__Task statement__
The response must contain all of the entries, each one repeated exactly.

__Records for the task__
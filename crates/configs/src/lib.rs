use anyhow::anyhow;
use anyhow::Result;
use serde::Deserialize;

#[derive(Debug, Clone, Deserialize, Default)]
pub struct AppConfig {
    #[serde(default)]
    pub server: ServerConfig,
    #[serde(default)]
    pub database: DatabaseConfig,
}

#[derive(Debug, Clone, Deserialize)]
pub struct ServerConfig {
    pub host: String,
    pub port: u16,
    #[serde(default)]
    pub worker_threads: Option<usize>,
}

impl Default for ServerConfig {
    fn default() -> Self {
        Self { host: "127.0.0.1".into(), port: 3001, worker_threads: Some(4) }
    }
}

#[derive(Debug, Clone, Deserialize, Default)]
pub struct DatabaseConfig {
    pub url: String,
    #[serde(default = "default_max_connections")]
    pub max_connections: u32,
    #[serde(default = "default_min_connections")]
    pub min_connections: u32,
    #[serde(default = "default_connect_timeout")]
    pub connect_timeout_secs: u64,
    #[serde(default = "default_idle_timeout")]
    pub idle_timeout_secs: u64,
    #[serde(default = "default_max_lifetime")]
    pub max_lifetime_secs: u64,
    #[serde(default = "default_acquire_timeout")]
    pub acquire_timeout_secs: u64,
    #[serde(default)]
    pub sqlx_logging: bool,
}

fn default_max_connections() -> u32 { 10 }
fn default_min_connections() -> u32 { 2 }
fn default_connect_timeout() -> u64 { 30 }
fn default_idle_timeout() -> u64 { 600 }
fn default_max_lifetime() -> u64 { 3600 }
fn default_acquire_timeout() -> u64 { 30 }

pub fn load_default() -> Result<AppConfig> {
    let path = std::env::var("CONFIG_PATH").unwrap_or_else(|_| "config.toml".to_string());
    load_from_file(&path)
}

pub fn load_from_file(path: &str) -> Result<AppConfig> {
    let content = std::fs::read_to_string(path)?;
    let cfg: AppConfig = toml::from_str(&content)?;
    Ok(cfg)
}

impl AppConfig {
    pub fn load_and_validate() -> Result<Self> {
        let mut cfg = load_default()?;
        cfg.normalize_and_validate()?;
        Ok(cfg)
    }

    pub fn normalize_and_validate(&mut self) -> Result<()> {
        self.server.normalize()?;
        // Database URL may also come from the environment.
        self.database.normalize_from_env();
        self.database.validate()?;
        Ok(())
    }
}

impl ServerConfig {
    fn normalize(&mut self) -> Result<()> {
        if self.host.trim().is_empty() {
            self.host = "127.0.0.1".to_string();
        }
        if self.port == 0 {
            return Err(anyhow!("server.port must be in 1..=65535"));
        }
        match self.worker_threads {
            Some(0) | None => self.worker_threads = Some(4),
            Some(_) => {}
        }
        Ok(())
    }
}

impl DatabaseConfig {
    pub fn normalize_from_env(&mut self) {
        // Fill the URL from the environment when the TOML omits it.
        if self.url.trim().is_empty() {
            if let Ok(url) = std::env::var("DATABASE_URL") {
                self.url = url;
            }
        }
    }

    pub fn validate(&self) -> Result<()> {
        if self.url.trim().is_empty() {
            return Err(anyhow!("database.url is empty; set it in config.toml or via DATABASE_URL"));
        }
        let lower = self.url.to_lowercase();
        if !(lower.starts_with("postgresql://") || lower.starts_with("postgres://")) {
            return Err(anyhow!("database.url must start with postgresql:// or postgres://"));
        }
        if self.min_connections == 0 {
            return Err(anyhow!("database.min_connections must be >= 1"));
        }
        if self.max_connections < self.min_connections {
            return Err(anyhow!("database.max_connections must be >= min_connections"));
        }
        if self.connect_timeout_secs == 0 || self.acquire_timeout_secs == 0 {
            return Err(anyhow!("database timeouts must be positive seconds"));
        }
        Ok(())
    }
}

__Reply__
filename crates/configs/src/lib.rs
use anyhow::anyhow;
use anyhow::Result;
use serde::Deserialize;

#[derive(Debug, Clone, Deserialize, Default)]
pub struct AppConfig {
    #[serde(default)]
    pub server: ServerConfig,
    #[serde(default)]
    pub database: DatabaseConfig,
}

#[derive(Debug, Clone, Deserialize)]
pub struct ServerConfig {
    pub host: String,
    pub port: u16,
    #[serde(default)]
    pub worker_threads: Option<usize>,
}

impl Default for ServerConfig {
    fn default() -> Self {
        Self { host: "127.0.0.1".into(), port: 3001, worker_threads: Some(4) }
    }
}

#[derive(Debug, Clone, Deserialize, Default)]
pub struct DatabaseConfig {
    pub url: String,
    #[serde(default = "default_max_connections")]
    pub max_connections: u32,
    #[serde(default = "default_min_connections")]
    pub min_connections: u32,
    #[serde(default = "default_connect_timeout")]
    pub connect_timeout_secs: u64,
    #[serde(default = "default_idle_timeout")]
    pub idle_timeout_secs: u64,
    #[serde(default = "default_max_lifetime")]
    pub max_lifetime_secs: u64,
    #[serde(default = "default_acquire_timeout")]
    pub acquire_timeout_secs: u64,
    #[serde(default)]
    pub sqlx_logging: bool,
}

fn default_max_connections() -> u32 { 10 }
fn default_min_connections() -> u32 { 2 }
fn default_connect_timeout() -> u64 { 30 }
fn default_idle_timeout() -> u64 { 600 }
fn default_max_lifetime() -> u64 { 3600 }
fn default_acquire_timeout() -> u64 { 30 }

pub fn load_default() -> Result<AppConfig> {
    let path = std::env::var("CONFIG_PATH").unwrap_or_else(|_| "config.toml".to_string());
    load_from_file(&path)
}

pub fn load_from_file(path: &str) -> Result<AppConfig> {
    let content = std::fs::read_to_string(path)?;
    let cfg: AppConfig = toml::from_str(&content)?;
    Ok(cfg)
}

impl AppConfig {
    pub fn load_and_validate() -> Result<Self> {
        let mut cfg = load_default()?;
        cfg.normalize_and_validate()?;
        Ok(cfg)
    }

    pub fn normalize_and_validate(&mut self) -> Result<()> {
        self.server.normalize()?;
        // Database URL may also come from the environment.
        self.database.normalize_from_env();
        self.database.validate()?;
        Ok(())
    }
}

impl ServerConfig {
    fn normalize(&mut self) -> Result<()> {
        if self.host.trim().is_empty() {
            self.host = "127.0.0.1".to_string();
        }
        if self.port == 0 {
            return Err(anyhow!("server.port must be in 1..=65535"));
        }
        match self.worker_threads {
            Some(0) | None => self.worker_threads = Some(4),
            Some(_) => {}
        }
        Ok(())
    }
}

impl DatabaseConfig {
    pub fn normalize_from_env(&mut self) {
        // Fill the URL from the environment when the TOML omits it.
        if self.url.trim().is_empty() {
            if let Ok(url) = std::env::var("DATABASE_URL") {
                self.url = url;
            }
        }
    }

    pub fn validate(&self) -> Result<()> {
        if self.url.trim().is_empty() {
            return Err(anyhow!("database.url is empty; set it in config.toml or via DATABASE_URL"));
        }
        let lower = self.url.to_lowercase();
        if !(lower.starts_with("postgresql://") || lower.starts_with("postgres://")) {
            return Err(anyhow!("database.url must start with postgresql:// or postgres://"));
        }
        if self.min_connections == 0 {
            return Err(anyhow!("database.min_connections must be >= 1"));
        }
        if self.max_connections < self.min_connections {
            return Err(anyhow!("database.max_connections must be >= min_connections"));
        }
        if self.connect_timeout_secs == 0 || self.acquire_timeout_secs == 0 {
            return Err(anyhow!("database timeouts must be positive seconds"));
        }
        Ok(())
    }
}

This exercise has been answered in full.